+++ Supplied records +++

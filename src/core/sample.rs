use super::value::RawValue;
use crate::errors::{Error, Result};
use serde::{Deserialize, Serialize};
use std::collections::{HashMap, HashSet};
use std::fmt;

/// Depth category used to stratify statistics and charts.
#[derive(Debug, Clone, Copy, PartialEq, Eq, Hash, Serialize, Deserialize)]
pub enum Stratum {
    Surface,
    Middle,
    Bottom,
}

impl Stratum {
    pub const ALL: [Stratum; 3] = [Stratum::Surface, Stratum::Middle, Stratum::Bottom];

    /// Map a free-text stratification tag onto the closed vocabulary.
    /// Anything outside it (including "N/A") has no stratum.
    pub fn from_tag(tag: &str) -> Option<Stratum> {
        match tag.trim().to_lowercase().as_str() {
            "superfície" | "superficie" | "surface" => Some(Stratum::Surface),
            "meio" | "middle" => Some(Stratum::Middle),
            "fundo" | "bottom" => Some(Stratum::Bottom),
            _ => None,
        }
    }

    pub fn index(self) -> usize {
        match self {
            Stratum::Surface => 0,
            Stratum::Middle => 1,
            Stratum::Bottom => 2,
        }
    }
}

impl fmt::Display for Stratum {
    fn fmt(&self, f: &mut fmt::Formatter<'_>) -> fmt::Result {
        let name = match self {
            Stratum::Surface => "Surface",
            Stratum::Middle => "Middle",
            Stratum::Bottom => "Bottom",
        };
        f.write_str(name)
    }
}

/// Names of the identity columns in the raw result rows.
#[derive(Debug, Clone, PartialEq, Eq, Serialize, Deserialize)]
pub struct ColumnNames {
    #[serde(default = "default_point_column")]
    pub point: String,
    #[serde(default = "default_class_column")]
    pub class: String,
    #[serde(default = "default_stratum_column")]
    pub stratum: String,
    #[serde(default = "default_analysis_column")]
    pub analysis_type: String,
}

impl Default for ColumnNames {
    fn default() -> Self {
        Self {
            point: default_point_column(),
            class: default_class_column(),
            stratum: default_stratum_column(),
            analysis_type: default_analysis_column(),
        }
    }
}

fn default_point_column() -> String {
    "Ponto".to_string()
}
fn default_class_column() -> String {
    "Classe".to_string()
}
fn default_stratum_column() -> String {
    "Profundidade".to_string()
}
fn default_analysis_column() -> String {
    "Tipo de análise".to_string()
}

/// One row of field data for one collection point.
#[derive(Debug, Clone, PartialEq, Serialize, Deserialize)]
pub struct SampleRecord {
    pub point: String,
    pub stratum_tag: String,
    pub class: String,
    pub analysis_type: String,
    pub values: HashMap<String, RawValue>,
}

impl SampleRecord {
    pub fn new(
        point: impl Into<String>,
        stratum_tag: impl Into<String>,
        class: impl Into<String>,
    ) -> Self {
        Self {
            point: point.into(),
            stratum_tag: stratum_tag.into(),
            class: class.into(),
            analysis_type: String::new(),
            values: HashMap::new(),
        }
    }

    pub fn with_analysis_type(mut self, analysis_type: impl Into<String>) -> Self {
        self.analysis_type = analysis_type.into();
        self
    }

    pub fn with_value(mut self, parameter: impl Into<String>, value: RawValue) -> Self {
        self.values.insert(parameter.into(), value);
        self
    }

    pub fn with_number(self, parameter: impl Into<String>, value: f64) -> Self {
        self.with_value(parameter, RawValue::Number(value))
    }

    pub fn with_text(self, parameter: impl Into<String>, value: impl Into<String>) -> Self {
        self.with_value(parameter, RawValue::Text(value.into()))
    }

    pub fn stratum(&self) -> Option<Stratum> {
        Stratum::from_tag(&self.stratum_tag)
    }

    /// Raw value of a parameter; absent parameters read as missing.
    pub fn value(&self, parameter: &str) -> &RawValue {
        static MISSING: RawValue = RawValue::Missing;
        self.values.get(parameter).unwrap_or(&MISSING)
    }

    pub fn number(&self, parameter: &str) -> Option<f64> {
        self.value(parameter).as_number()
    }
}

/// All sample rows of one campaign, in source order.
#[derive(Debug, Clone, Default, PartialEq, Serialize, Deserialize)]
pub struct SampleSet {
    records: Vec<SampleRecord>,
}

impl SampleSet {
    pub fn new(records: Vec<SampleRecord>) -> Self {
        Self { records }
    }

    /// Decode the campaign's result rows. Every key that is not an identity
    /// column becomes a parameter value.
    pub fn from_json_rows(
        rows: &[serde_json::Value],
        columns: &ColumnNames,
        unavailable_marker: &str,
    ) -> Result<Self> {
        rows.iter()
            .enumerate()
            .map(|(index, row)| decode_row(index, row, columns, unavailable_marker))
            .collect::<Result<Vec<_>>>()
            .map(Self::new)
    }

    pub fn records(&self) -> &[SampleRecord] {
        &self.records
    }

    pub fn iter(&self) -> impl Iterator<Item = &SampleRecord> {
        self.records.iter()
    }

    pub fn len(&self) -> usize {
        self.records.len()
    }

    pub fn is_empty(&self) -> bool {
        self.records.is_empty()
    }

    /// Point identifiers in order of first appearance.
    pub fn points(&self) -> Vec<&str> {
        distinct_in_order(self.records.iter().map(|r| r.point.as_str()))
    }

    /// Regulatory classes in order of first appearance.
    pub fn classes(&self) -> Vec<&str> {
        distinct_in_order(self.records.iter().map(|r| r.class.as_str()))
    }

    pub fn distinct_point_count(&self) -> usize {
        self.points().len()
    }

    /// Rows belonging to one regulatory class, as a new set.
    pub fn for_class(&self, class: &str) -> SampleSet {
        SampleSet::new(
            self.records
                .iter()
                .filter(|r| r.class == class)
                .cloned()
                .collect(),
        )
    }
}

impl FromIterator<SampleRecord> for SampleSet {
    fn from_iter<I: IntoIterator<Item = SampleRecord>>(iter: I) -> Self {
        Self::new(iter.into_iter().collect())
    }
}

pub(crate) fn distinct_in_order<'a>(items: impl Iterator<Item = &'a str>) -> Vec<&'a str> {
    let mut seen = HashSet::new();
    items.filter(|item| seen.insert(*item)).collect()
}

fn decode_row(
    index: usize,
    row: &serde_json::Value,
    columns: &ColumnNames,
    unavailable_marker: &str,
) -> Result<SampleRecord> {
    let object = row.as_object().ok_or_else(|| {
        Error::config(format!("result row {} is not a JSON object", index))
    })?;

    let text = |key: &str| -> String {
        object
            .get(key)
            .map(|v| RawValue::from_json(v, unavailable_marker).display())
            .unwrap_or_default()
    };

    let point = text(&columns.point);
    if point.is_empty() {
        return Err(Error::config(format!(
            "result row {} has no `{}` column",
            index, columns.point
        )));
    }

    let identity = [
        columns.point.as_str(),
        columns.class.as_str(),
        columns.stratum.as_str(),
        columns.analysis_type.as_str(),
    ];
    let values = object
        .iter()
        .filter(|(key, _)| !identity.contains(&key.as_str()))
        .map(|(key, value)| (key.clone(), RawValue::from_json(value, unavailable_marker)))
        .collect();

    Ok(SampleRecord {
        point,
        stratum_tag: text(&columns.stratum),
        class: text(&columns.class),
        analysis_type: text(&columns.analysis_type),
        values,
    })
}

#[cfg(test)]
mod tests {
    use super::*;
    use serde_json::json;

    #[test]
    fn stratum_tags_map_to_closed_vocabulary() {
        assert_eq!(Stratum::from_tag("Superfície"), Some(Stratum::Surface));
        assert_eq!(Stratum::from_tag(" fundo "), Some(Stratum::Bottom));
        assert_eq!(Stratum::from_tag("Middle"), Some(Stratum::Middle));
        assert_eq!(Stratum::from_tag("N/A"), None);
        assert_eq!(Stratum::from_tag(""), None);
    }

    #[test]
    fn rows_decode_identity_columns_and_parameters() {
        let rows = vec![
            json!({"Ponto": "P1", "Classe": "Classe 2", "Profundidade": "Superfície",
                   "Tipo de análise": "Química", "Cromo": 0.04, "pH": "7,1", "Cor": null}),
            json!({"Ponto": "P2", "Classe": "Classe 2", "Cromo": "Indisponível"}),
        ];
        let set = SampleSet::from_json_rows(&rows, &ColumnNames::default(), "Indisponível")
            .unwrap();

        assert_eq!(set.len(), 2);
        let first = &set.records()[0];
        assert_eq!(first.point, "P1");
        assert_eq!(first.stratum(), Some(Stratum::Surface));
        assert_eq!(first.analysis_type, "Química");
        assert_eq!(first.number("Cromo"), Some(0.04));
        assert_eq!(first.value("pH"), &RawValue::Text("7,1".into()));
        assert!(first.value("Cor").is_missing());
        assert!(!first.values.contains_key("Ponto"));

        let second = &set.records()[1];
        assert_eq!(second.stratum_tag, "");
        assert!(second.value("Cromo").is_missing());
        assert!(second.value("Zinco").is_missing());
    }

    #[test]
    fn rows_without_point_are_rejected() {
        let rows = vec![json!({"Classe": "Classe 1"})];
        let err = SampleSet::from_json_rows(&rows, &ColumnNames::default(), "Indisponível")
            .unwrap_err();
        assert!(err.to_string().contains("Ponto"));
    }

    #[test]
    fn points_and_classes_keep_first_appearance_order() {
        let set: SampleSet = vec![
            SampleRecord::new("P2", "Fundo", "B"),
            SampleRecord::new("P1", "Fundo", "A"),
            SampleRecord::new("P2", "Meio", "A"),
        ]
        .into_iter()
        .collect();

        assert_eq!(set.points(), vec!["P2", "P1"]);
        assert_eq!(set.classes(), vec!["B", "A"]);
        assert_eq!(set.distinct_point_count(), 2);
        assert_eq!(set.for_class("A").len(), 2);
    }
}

+++

#### Task objective:
Every line from the one containing "assert_eq!(first.ana" through the last line above should be retyped exactly; no other lines are wanted.

#### Output of the task:
        assert_eq!(first.analysis_type, "Química");
        assert_eq!(first.number("Cromo"), Some(0.04));
        assert_eq!(first.value("pH"), &RawValue::Text("7,1".into()));
        assert!(first.value("Cor").is_missing());
        assert!(!first.values.contains_key("Ponto"));

        let second = &set.records()[1];
        assert_eq!(second.stratum_tag, "");
        assert!(second.value("Cromo").is_missing());
        assert!(second.value("Zinco").is_missing());
    }

    #[test]
    fn rows_without_point_are_rejected() {
        let rows = vec![json!({"Classe": "Classe 1"})];
        let err = SampleSet::from_json_rows(&rows, &ColumnNames::default(), "Indisponível")
            .unwrap_err();
        assert!(err.to_string().contains("Ponto"));
    }

    #[test]
    fn points_and_classes_keep_first_appearance_order() {
        let set: SampleSet = vec![
            SampleRecord::new("P2", "Fundo", "B"),
            SampleRecord::new("P1", "Fundo", "A"),
            SampleRecord::new("P2", "Meio", "A"),
        ]
        .into_iter()
        .collect();

        assert_eq!(set.points(), vec!["P2", "P1"]);
        assert_eq!(set.classes(), vec!["B", "A"]);
        assert_eq!(set.distinct_point_count(), 2);
        assert_eq!(set.for_class("A").len(), 2);
    }
}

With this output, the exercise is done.